### WORKING DATA
Content starts
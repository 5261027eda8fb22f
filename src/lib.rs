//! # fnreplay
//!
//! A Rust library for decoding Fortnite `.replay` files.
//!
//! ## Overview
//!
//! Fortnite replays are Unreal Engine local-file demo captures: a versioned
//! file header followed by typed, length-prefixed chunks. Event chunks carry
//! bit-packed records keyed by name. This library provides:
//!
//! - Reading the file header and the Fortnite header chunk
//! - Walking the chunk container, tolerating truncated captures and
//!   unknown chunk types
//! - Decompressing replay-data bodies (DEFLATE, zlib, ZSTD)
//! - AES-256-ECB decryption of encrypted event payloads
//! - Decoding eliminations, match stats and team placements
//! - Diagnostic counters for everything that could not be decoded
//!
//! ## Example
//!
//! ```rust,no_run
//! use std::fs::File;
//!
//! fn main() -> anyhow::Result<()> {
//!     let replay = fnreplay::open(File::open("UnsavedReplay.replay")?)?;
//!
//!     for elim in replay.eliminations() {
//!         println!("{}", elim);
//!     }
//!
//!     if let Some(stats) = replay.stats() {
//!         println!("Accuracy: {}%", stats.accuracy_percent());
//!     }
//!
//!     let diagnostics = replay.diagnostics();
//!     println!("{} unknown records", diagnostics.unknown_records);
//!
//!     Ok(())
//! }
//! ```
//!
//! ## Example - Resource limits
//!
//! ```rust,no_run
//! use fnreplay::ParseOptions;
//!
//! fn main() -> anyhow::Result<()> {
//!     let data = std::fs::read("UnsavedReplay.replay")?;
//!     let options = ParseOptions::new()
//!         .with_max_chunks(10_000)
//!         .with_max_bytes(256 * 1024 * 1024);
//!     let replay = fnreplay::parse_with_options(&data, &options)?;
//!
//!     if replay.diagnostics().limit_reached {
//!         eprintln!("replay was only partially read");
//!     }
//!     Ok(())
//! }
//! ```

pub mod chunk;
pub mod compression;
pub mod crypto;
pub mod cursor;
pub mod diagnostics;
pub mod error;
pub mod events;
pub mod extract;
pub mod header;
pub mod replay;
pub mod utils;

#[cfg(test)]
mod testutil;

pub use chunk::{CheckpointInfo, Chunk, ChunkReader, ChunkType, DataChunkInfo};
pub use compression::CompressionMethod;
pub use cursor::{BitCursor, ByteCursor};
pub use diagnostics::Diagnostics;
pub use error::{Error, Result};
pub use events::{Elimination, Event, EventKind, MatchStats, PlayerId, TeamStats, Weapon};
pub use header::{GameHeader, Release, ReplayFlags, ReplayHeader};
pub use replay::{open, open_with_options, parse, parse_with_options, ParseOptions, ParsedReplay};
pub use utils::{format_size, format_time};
Content ends
### INSTRUCTIONS TO FOLLOW
Begin at the top of the records above and quote each line exactly, ending with the line that contains "captures: a versioned".

### TASK SOLUTION
repository 5261027eda8fb22f
filename src/lib.rs
//! # fnreplay
//!
//! A Rust library for decoding Fortnite `.replay` files.
//!
//! ## Overview
//!
//! Fortnite replays are Unreal Engine local-file demo captures: a versioned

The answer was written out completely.